*What is required*: The word "bool" marks the lines to report; pull each of them from the listing.

Start of Given data

use serde::{Deserialize, Serialize};

#[derive(Debug, Clone, Copy, PartialEq, Eq, Hash, PartialOrd, Ord, Serialize, Deserialize)]
#[serde(transparent)]
pub struct DownloadId(pub u32);

impl std::fmt::Display for DownloadId {
    fn fmt(&self, f: &mut std::fmt::Formatter<'_>) -> std::fmt::Result {
        write!(f, "{:03}", self.0)
    }
}

/// Identifies one worker inside a session.
#[derive(Debug, Clone, Copy, PartialEq, Eq, Hash, PartialOrd, Ord)]
pub struct WorkerId(pub u64);

impl std::fmt::Display for WorkerId {
    fn fmt(&self, f: &mut std::fmt::Formatter<'_>) -> std::fmt::Result {
        write!(f, "w{}", self.0)
    }
}

#[derive(Debug, Clone, Copy, PartialEq, Eq, Hash, Serialize, Deserialize)]
#[serde(rename_all = "snake_case")]
pub enum DownloadState {
    Connecting,
    Downloading,
    RemoteQueued,
    WaitingForConnections,
    Busy,
    IterativeLocating,
    WaitingForUser,
    GaveUp,
    Hashing,
    Saving,
    Complete,
    Aborted,
    Paused,
    DiskProblem,
    CorruptFile,
}

impl DownloadState {
    /// No further transitions except an explicit restart.
    pub fn is_terminal(self) -> bool {
        matches!(
            self,
            Self::Complete | Self::Aborted | Self::DiskProblem | Self::CorruptFile
        )
    }

    /// Parked states that `resume` re-enters `Connecting` from.
    pub fn is_resumable(self) -> bool {
        matches!(
            self,
            Self::Paused | Self::GaveUp | Self::WaitingForUser | Self::CorruptFile
        )
    }

    /// States in which workers may be running.
    pub fn is_active(self) -> bool {
        matches!(
            self,
            Self::Connecting
                | Self::Downloading
                | Self::RemoteQueued
                | Self::WaitingForConnections
                | Self::Busy
                | Self::IterativeLocating
        )
    }
}

#[derive(Debug, Clone, Copy, PartialEq, Eq, Serialize, Deserialize)]
#[serde(rename_all = "snake_case")]
pub enum ConnectionSpeed {
    Modem,
    Broadband,
    T3,
}

impl ConnectionSpeed {
    /// Concurrent workers per session.
    pub fn swarm_capacity(self) -> usize {
        match self {
            Self::Modem => 2,
            Self::Broadband => 6,
            Self::T3 => 8,
        }
    }
}

#[cfg(test)]
mod tests {
    use super::*;

    #[test]
    fn terminal_and_resumable_states_overlap_only_on_corrupt_file() {
        let all = [
            DownloadState::Connecting,
            DownloadState::Downloading,
            DownloadState::RemoteQueued,
            DownloadState::WaitingForConnections,
            DownloadState::Busy,
            DownloadState::IterativeLocating,
            DownloadState::WaitingForUser,
            DownloadState::GaveUp,
            DownloadState::Hashing,
            DownloadState::Saving,
            DownloadState::Complete,
            DownloadState::Aborted,
            DownloadState::Paused,
            DownloadState::DiskProblem,
            DownloadState::CorruptFile,
        ];
        let both: Vec<_> = all
            .iter()
            .filter(|s| s.is_terminal() && s.is_resumable())
            .collect();
        assert_eq!(both, vec![&DownloadState::CorruptFile]);
        assert!(all.iter().filter(|s| s.is_active()).all(|s| !s.is_terminal()));
    }

    #[test]
    fn swarm_capacity_by_speed_class() {
        assert_eq!(ConnectionSpeed::Modem.swarm_capacity(), 2);
        assert_eq!(ConnectionSpeed::Broadband.swarm_capacity(), 6);
        assert_eq!(ConnectionSpeed::T3.swarm_capacity(), 8);
    }
}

End of Given data

*Result of this task*:
    pub fn is_terminal(self) -> bool {
    pub fn is_resumable(self) -> bool {
    pub fn is_active(self) -> bool {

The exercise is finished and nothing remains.